● Stored items
== Segment start ==
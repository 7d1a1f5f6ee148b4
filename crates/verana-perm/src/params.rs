//! # Module Parameters
//!
//! Governance-controlled knobs of the permission engine. Parameters load
//! from YAML (genesis files, operator overrides) and every field has a
//! default, so a partial document is valid.
//!
//! ```yaml
//! trust_deposit_rate: "0.2"
//! bond_denom: uvna
//! module_account: perm
//! max_validator_chain_depth: 32
//! ```

use serde::{Deserialize, Serialize};
use thiserror::Error;
use verana_core::Rate;

/// Rejected parameter document.
#[derive(Error, Debug)]
pub enum ParamsError {
    #[error("failed to parse params YAML: {0}")]
    Yaml(#[from] serde_yaml::Error),

    #[error("invalid param `{field}`: {reason}")]
    Invalid {
        field: &'static str,
        reason: String,
    },
}

/// Permission-engine parameters.
#[derive(Debug, Clone, PartialEq, Eq, Serialize, Deserialize)]
#[serde(default)]
pub struct PermParams {
    /// Share of every fee diverted into trust deposits. Must be in `[0, 1]`.
    pub trust_deposit_rate: Rate,
    /// Denomination fees and deposits are paid in.
    pub bond_denom: String,
    /// Module account that escrows validation fees.
    pub module_account: String,
    /// Hop bound for validator-chain walks.
    pub max_validator_chain_depth: u32,
    /// Page size when a list query does not give one.
    pub default_response_max_size: u32,
    /// Largest page size a list query may ask for.
    pub max_response_max_size: u32,
}

impl Default for PermParams {
    fn default() -> Self {
        Self {
            // 0.2 = 2 / 10.
            trust_deposit_rate: Rate::from_parts(2, 1).unwrap_or(Rate::ZERO),
            bond_denom: "uvna".to_string(),
            module_account: "perm".to_string(),
            max_validator_chain_depth: 32,
            default_response_max_size: 64,
            max_response_max_size: 1024,
        }
    }
}

impl PermParams {
    /// Parse and validate a YAML parameter document.
    pub fn from_yaml_str(yaml: &str) -> Result<Self, ParamsError> {
        let params: Self = serde_yaml::from_str(yaml)?;
        params.validate()?;
        Ok(params)
    }

    /// Check cross-field constraints.
    pub fn validate(&self) -> Result<(), ParamsError> {
        if !self.trust_deposit_rate.is_fraction() {
            return Err(ParamsError::Invalid {
                field: "trust_deposit_rate",
                reason: format!("{} is above 1", self.trust_deposit_rate),
            });
        }
        if self.bond_denom.is_empty() {
            return Err(invalid("bond_denom", "must not be empty"));
        }
        if self.module_account.is_empty() {
            return Err(invalid("module_account", "must not be empty"));
        }
        if self.max_validator_chain_depth == 0 {
            return Err(invalid("max_validator_chain_depth", "must be at least 1"));
        }
        if self.default_response_max_size == 0
            || self.default_response_max_size > self.max_response_max_size
        {
            return Err(invalid(
                "default_response_max_size",
                "must be between 1 and max_response_max_size",
            ));
        }
        Ok(())
    }
}

fn invalid(field: &'static str, reason: &str) -> ParamsError {
    ParamsError::Invalid {
        field,
        reason: reason.to_string(),
    }
}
== Segment end ==
● Task description
Give back every entry exactly, with nothing left out.

● Response area
repository 7d1a1f5f6ee148b4
filename crates/verana-perm/src/params.rs
//! # Module Parameters
//!
//! Governance-controlled knobs of the permission engine. Parameters load
//! from YAML (genesis files, operator overrides) and every field has a
//! default, so a partial document is valid.
//!
//! ```yaml
//! trust_deposit_rate: "0.2"
//! bond_denom: uvna
//! module_account: perm
//! max_validator_chain_depth: 32
//! ```

use serde::{Deserialize, Serialize};
use thiserror::Error;
use verana_core::Rate;

/// Rejected parameter document.
#[derive(Error, Debug)]
pub enum ParamsError {
    #[error("failed to parse params YAML: {0}")]
    Yaml(#[from] serde_yaml::Error),

    #[error("invalid param `{field}`: {reason}")]
    Invalid {
        field: &'static str,
        reason: String,
    },
}

/// Permission-engine parameters.
#[derive(Debug, Clone, PartialEq, Eq, Serialize, Deserialize)]
#[serde(default)]
pub struct PermParams {
    /// Share of every fee diverted into trust deposits. Must be in `[0, 1]`.
    pub trust_deposit_rate: Rate,
    /// Denomination fees and deposits are paid in.
    pub bond_denom: String,
    /// Module account that escrows validation fees.
    pub module_account: String,
    /// Hop bound for validator-chain walks.
    pub max_validator_chain_depth: u32,
    /// Page size when a list query does not give one.
    pub default_response_max_size: u32,
    /// Largest page size a list query may ask for.
    pub max_response_max_size: u32,
}

impl Default for PermParams {
    fn default() -> Self {
        Self {
            // 0.2 = 2 / 10.
            trust_deposit_rate: Rate::from_parts(2, 1).unwrap_or(Rate::ZERO),
            bond_denom: "uvna".to_string(),
            module_account: "perm".to_string(),
            max_validator_chain_depth: 32,
            default_response_max_size: 64,
            max_response_max_size: 1024,
        }
    }
}

impl PermParams {
    /// Parse and validate a YAML parameter document.
    pub fn from_yaml_str(yaml: &str) -> Result<Self, ParamsError> {
        let params: Self = serde_yaml::from_str(yaml)?;
        params.validate()?;
        Ok(params)
    }

    /// Check cross-field constraints.
    pub fn validate(&self) -> Result<(), ParamsError> {
        if !self.trust_deposit_rate.is_fraction() {
            return Err(ParamsError::Invalid {
                field: "trust_deposit_rate",
                reason: format!("{} is above 1", self.trust_deposit_rate),
            });
        }
        if self.bond_denom.is_empty() {
            return Err(invalid("bond_denom", "must not be empty"));
        }
        if self.module_account.is_empty() {
            return Err(invalid("module_account", "must not be empty"));
        }
        if self.max_validator_chain_depth == 0 {
            return Err(invalid("max_validator_chain_depth", "must be at least 1"));
        }
        if self.default_response_max_size == 0
            || self.default_response_max_size > self.max_response_max_size
        {
            return Err(invalid(
                "default_response_max_size",
                "must be between 1 and max_response_max_size",
            ));
        }
        Ok(())
    }
}

fn invalid(field: &'static str, reason: &str) -> ParamsError {
    ParamsError::Invalid {
        field,
        reason: reason.to_string(),
    }
}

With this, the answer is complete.